Ijinkan, Kitano, Kobe

A small part of the west in the east

With the arrival of westerners (and also other Asians mainly from China and India) the architecture of Kobe evolved from it being a totally Japanese city. Originally the newcomers settled down by the port in what was called The Foreign Settlement, unfortunately these building were just about all destroyed during World War II. As time went on and the non-Japanese settled into permanent living in Kobe, they set about making that living as comfortable as possible. Japanese summers are oppressive, not just hot but also uncomfortably humid, so those westerners with money then moved up the mountain (or as described in a Japanese info guide "to the foot of Mt Rokko".) to try and escape the worst of the summer heat and built western style homes there. The houses were for the wealthy and foreign diplomats.

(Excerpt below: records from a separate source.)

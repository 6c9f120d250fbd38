use async_trait::async_trait;
use log::{debug, warn};
use reqwest::Client;
use std::sync::Mutex;
use std::sync::atomic::{AtomicU64, Ordering};
use std::time::Duration;

use super::ReadAt;
use anyhow::{Result, anyhow, bail};

/// Default number of bytes fetched past the requested range
pub const DEFAULT_READ_AHEAD: usize = 256 * 1024;

/// Bytes of the last Range response, kept for the reads that follow it.
#[derive(Default)]
struct Window {
    offset: u64,
    data: Vec<u8>,
}

impl Window {
    fn covers(&self, offset: u64, len: usize) -> bool {
        offset >= self.offset && offset + len as u64 <= self.offset + self.data.len() as u64
    }
}

/// Archive source served over HTTP Range requests.
///
/// The chunk reader walks the archive front to back in small steps: an
/// 8-byte header, then its payload, then the next header. Each request
/// fetches at least `read_ahead` bytes and the reads it covers are served
/// from memory, so a run of small chunks costs a single round trip.
pub struct HttpRangeReader {
    client: Client,
    url: String,
    size: u64,
    read_ahead: usize,
    window: Mutex<Window>,
    transferred_bytes: AtomicU64,
    requests: AtomicU64,
    max_retry: u32,
}

impl HttpRangeReader {
    /// Send a HEAD request to `url` and build a reader for it.
    ///
    /// Fails if the server does not advertise byte ranges or omits the
    /// content length, since chunks are located by absolute offset.
    pub async fn new(url: String) -> Result<Self> {
        let client = Client::builder().timeout(Duration::from_secs(30)).build()?;

        let resp = client.head(&url).send().await?;
        if !resp.status().is_success() {
            bail!("HTTP request failed with status: {}", resp.status());
        }

        let accept_ranges = resp
            .headers()
            .get("accept-ranges")
            .and_then(|v| v.to_str().ok())
            .unwrap_or("none");
        if !accept_ranges.contains("bytes") {
            bail!("Remote server does not support Range requests");
        }

        let size = resp
            .headers()
            .get("content-length")
            .and_then(|v| v.to_str().ok())
            .and_then(|s| s.parse().ok())
            .ok_or_else(|| anyhow!("Remote server did not return Content-Length"))?;

        debug!("remote archive {} is {} bytes", url, size);

        Ok(Self {
            client,
            url,
            size,
            read_ahead: DEFAULT_READ_AHEAD,
            window: Mutex::new(Window::default()),
            transferred_bytes: AtomicU64::new(0),
            requests: AtomicU64::new(0),
            max_retry: 10,
        })
    }

    /// Set the minimum number of bytes fetched per request. Zero fetches
    /// exactly what each read asks for.
    pub fn with_read_ahead(mut self, bytes: usize) -> Self {
        self.read_ahead = bytes;
        self
    }

    /// Total bytes received from the network so far
    pub fn transferred_bytes(&self) -> u64 {
        self.transferred_bytes.load(Ordering::Relaxed)
    }

    /// Number of Range requests that returned data
    pub fn request_count(&self) -> u64 {
        self.requests.load(Ordering::Relaxed)
    }

    /// Fetch `[offset, end]` inclusive, retrying connection failures.
    async fn fetch(&self, offset: u64, end: u64) -> Result<Vec<u8>> {
        let expected_size = (end - offset + 1) as usize;
        let mut data = Vec::with_capacity(expected_size);
        let mut retry_count = 0;

        while data.len() < expected_size {
            let range = format!("bytes={}-{}", offset + data.len() as u64, end);

            match self
                .client
                .get(&self.url)
                .header("Range", &range)
                .send()
                .await
            {
                Ok(resp) => {
                    if resp.status() != reqwest::StatusCode::PARTIAL_CONTENT {
                        bail!("HTTP request failed with status: {}", resp.status());
                    }

                    let bytes = resp.bytes().await?;
                    self.requests.fetch_add(1, Ordering::Relaxed);
                    if bytes.is_empty() {
                        break;
                    }
                    let chunk_len = bytes.len().min(expected_size - data.len());
                    data.extend_from_slice(&bytes[..chunk_len]);

                    self.transferred_bytes
                        .fetch_add(chunk_len as u64, Ordering::Relaxed);
                }
                Err(e) if e.is_timeout() || e.is_connect() => {
                    retry_count += 1;
                    if retry_count >= self.max_retry {
                        bail!("Max retries exceeded fetching {}", range);
                    }
                    warn!(
                        "Connection error, retry {}/{}: {}",
                        retry_count, self.max_retry, e
                    );
                    tokio::time::sleep(Duration::from_millis(500 * retry_count as u64)).await;
                }
                Err(e) => return Err(e.into()),
            }
        }

        Ok(data)
    }

    /// Copy from the window if it holds all of `[offset, offset + buf.len())`.
    fn read_cached(&self, offset: u64, buf: &mut [u8]) -> bool {
        let window = self.window.lock().unwrap_or_else(|e| e.into_inner());
        if !window.covers(offset, buf.len()) {
            return false;
        }
        let start = (offset - window.offset) as usize;
        buf.copy_from_slice(&window.data[start..start + buf.len()]);
        true
    }
}

#[async_trait]
impl ReadAt for HttpRangeReader {
    async fn read_at(&self, offset: u64, buf: &mut [u8]) -> Result<usize> {
        if buf.is_empty() || offset >= self.size {
            return Ok(0);
        }

        let len = (buf.len() as u64).min(self.size - offset) as usize;
        if self.read_cached(offset, &mut buf[..len]) {
            return Ok(len);
        }

        let want = len.max(self.read_ahead) as u64;
        let end = (offset + want - 1).min(self.size - 1);
        let data = self.fetch(offset, end).await?;

        let n = data.len().min(len);
        buf[..n].copy_from_slice(&data[..n]);
        *self.window.lock().unwrap_or_else(|e| e.into_inner()) = Window { offset, data };

        Ok(n)
    }

    fn size(&self) -> u64 {
        self.size
    }
}
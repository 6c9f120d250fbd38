use super::ReadAt;
use anyhow::Result;
use async_trait::async_trait;

/// Archive source backed by bytes already in memory
pub struct MemoryReader {
    data: Vec<u8>,
}

impl MemoryReader {
    pub fn new(data: impl Into<Vec<u8>>) -> Self {
        Self { data: data.into() }
    }
}

#[async_trait]
impl ReadAt for MemoryReader {
    async fn read_at(&self, offset: u64, buf: &mut [u8]) -> Result<usize> {
        let start = usize::try_from(offset)?.min(self.data.len());
        let n = buf.len().min(self.data.len() - start);
        buf[..n].copy_from_slice(&self.data[start..start + n]);
        Ok(n)
    }

    fn size(&self) -> u64 {
        self.data.len() as u64
    }
}
use super::ReadAt;
use anyhow::{Context, Result};
use async_trait::async_trait;
use std::path::Path;

/// Local archive reader with positional reads
pub struct LocalFileReader {
    file: std::fs::File,
    size: u64,
}

impl LocalFileReader {
    pub fn new(path: &Path) -> Result<Self> {
        let file = std::fs::File::open(path)
            .with_context(|| format!("could not open \"{}\"", path.display()))?;
        let size = file.metadata()?.len();
        Ok(Self { file, size })
    }
}

#[async_trait]
impl ReadAt for LocalFileReader {
    async fn read_at(&self, offset: u64, buf: &mut [u8]) -> Result<usize> {
        #[cfg(unix)]
        {
            use std::os::unix::fs::FileExt;
            Ok(self.file.read_at(buf, offset)?)
        }

        #[cfg(windows)]
        {
            // seek_read moves the cursor, but nothing else reads this handle sequentially
            use std::os::windows::fs::FileExt;
            Ok(self.file.seek_read(buf, offset)?)
        }

        #[cfg(not(any(unix, windows)))]
        {
            use std::io::{Read, Seek, SeekFrom};
            let mut file = &self.file;
            file.seek(SeekFrom::Start(offset))?;
            Ok(file.read(buf)?)
        }
    }

    fn size(&self) -> u64 {
        self.size
    }
}

#[cfg(test)]
mod tests {
    use super::*;
    use std::io::Write;

    #[tokio::test]
    async fn reads_at_offsets() {
        let mut file = tempfile::NamedTempFile::new().unwrap();
        file.write_all(b"CBXS\x00\x00\x00\x00tail").unwrap();

        let reader = LocalFileReader::new(file.path()).unwrap();
        assert_eq!(reader.size(), 12);

        let mut buf = [0u8; 4];
        reader.read_exact_at(8, &mut buf).await.unwrap();
        assert_eq!(&buf, b"tail");
    }

    #[test]
    fn missing_file_names_the_path() {
        let err = LocalFileReader::new(Path::new("/nonexistent/bam.xsb"))
            .err()
            .unwrap();
        assert!(err.to_string().contains("bam.xsb"));
    }
}
//! # cbxs-extract
//!
//! Extractor for CBXS streaming archives (`BAM.[x]SB` world streams).
//!
//! A streaming archive is a run of framed chunks, each compressed on its own
//! with RefPack. Chunks concatenate into logical files, closed by an end
//! marker, and every logical file packs typed sub-resources back to back.
//! This crate covers the three layers:
//!
//! - [`refpack`]: the chunk decompressor
//! - [`StreamReader`]: chunk framing and logical-file reassembly
//! - [`Demuxer`]: splitting a logical file into its sub-resources
//!
//! Archives can be read from the local filesystem or, through HTTP Range
//! requests, from a remote server.
//!
//! ## Example
//!
//! ```no_run
//! use std::path::Path;
//! use std::sync::Arc;
//! use cbxs_extract::{ExtractOptions, LocalFileReader, LogReporter, StreamExtractor};
//!
//! #[tokio::main]
//! async fn main() -> anyhow::Result<()> {
//!     let reader = Arc::new(LocalFileReader::new(Path::new("data/worlds/bam.xsb"))?);
//!     let extractor = StreamExtractor::new(reader, ExtractOptions::default(), Arc::new(LogReporter));
//!
//!     for file in extractor.list().await? {
//!         println!("{}: {} bytes, {} resources", file.file_name, file.size, file.resources.len());
//!     }
//!
//!     extractor.extract_to_dir(Path::new("out")).await?;
//!     Ok(())
//! }
//! ```

pub mod cli;
pub mod config;
pub mod error;
pub mod io;
pub mod refpack;
pub mod report;
pub mod stream;

pub use cli::Cli;
pub use config::{ExtensionTable, ExtractOptions};
pub use error::ExtractError;
pub use io::{HttpRangeReader, LocalFileReader, MemoryReader, ReadAt};
pub use refpack::{CodecError, decompress};
pub use report::{Event, LogReporter, NullReporter, Reporter};
pub use stream::{
    Demuxer, ExtractSummary, FileListing, LogicalFile, RecordSizeMode, ResourceType,
    StreamExtractor, StreamReader, SubResource,
};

I love this area of Kobe, it's my favourite part. I love the notion of 'fish out of water' people who are removed from their own cultural background into one that is totally different and then try to replicate the familiar in their unfamiliar surroundings. The Japan of the late 19th and early 20th century was very much a foreign and different place for the westerners who lived there.

The area is called "Ijinkan" (The Foreign Residences), it's in Kitano, it's very popular with Japanese tourists as they get a taste of European style homes, some of them are open to tour others have been converted to restaurants.


Whilst the houses are European (there's a France House, an England House, an Austria House named after the nationalities of the original owners who built the houses) they are built of wood which is the traditional Japanese building material as homes can easily be repaired and rebuilt if damaged in earthquakes. So to me at least the houses look American, the only European touches are the shutters.

The houses are still very much in a Japanese neighbourhood, they aren't clustered together, the Sunday I was walking around there were the Japanese day-trippers who had their maps of the area with the location of the various houses marked. The whole area is very popular with the Japanese (not so much with westerners who are quite familiar with western style homes!) and there are nice cafes and restaurants dotted around.

Kobe isn't the only city in Japan where you can find the remains of foreign houses, Nagasaki also has a collection. The difference and why I prefer Kobe's in that in Nagasaki the foreign houses are together, not in a neighbourhood. You pay to go into the foreign settlement so it has something of an artificial theme park feel about visiting the houses. Kobe in contrast gives an imaginative person with a sense of history (me!) a feeling of what life could have been like to those westerners who lived in the area from the late 1890s. (Most of the Kobe houses were built 1890 to 1910)


The French flags over the entrance as due to the fact that this is "France House" the original occupant was French. The England House is next door (Entente cordiale, history nerds will get the joke!)


Some of the houses are not open, which makes me wonder if they are still privately owned. During my time in Kobe I was fascinated to come across expats (British, German, Portuguese) who were longterm Kobe (and Japanese) residents, some of the younger ones were second generation. They had lived their entire lives in Japan with perhaps making one visit to the country whose passport they held. Apparently these old time expats weren't unusual in places such as Hong Kong, even mainline China (until they were expelled with the Communist revolution, some of them ended up in Japan.)



These houses in Kobe survived World War II bombing raids and the 1995 earthquake due to their location up the mountain. The houses in Nagasaki are interesting as they survived the atomic bomb that was dropped on that city as those houses were on elevated ground as well, ground that curved away from the main part of the city, that location saved the houses (and the people in them!)

There are more houses than those I've posted, it is quite a large area to walk around in. I've never actually paid to go inside them as a westerner I'm very familiar with westerner interiors, even historic ones. But the whole area is worth spending an afternoon wandering around and stopping to have lunch or afternoon tea in one of the cafes.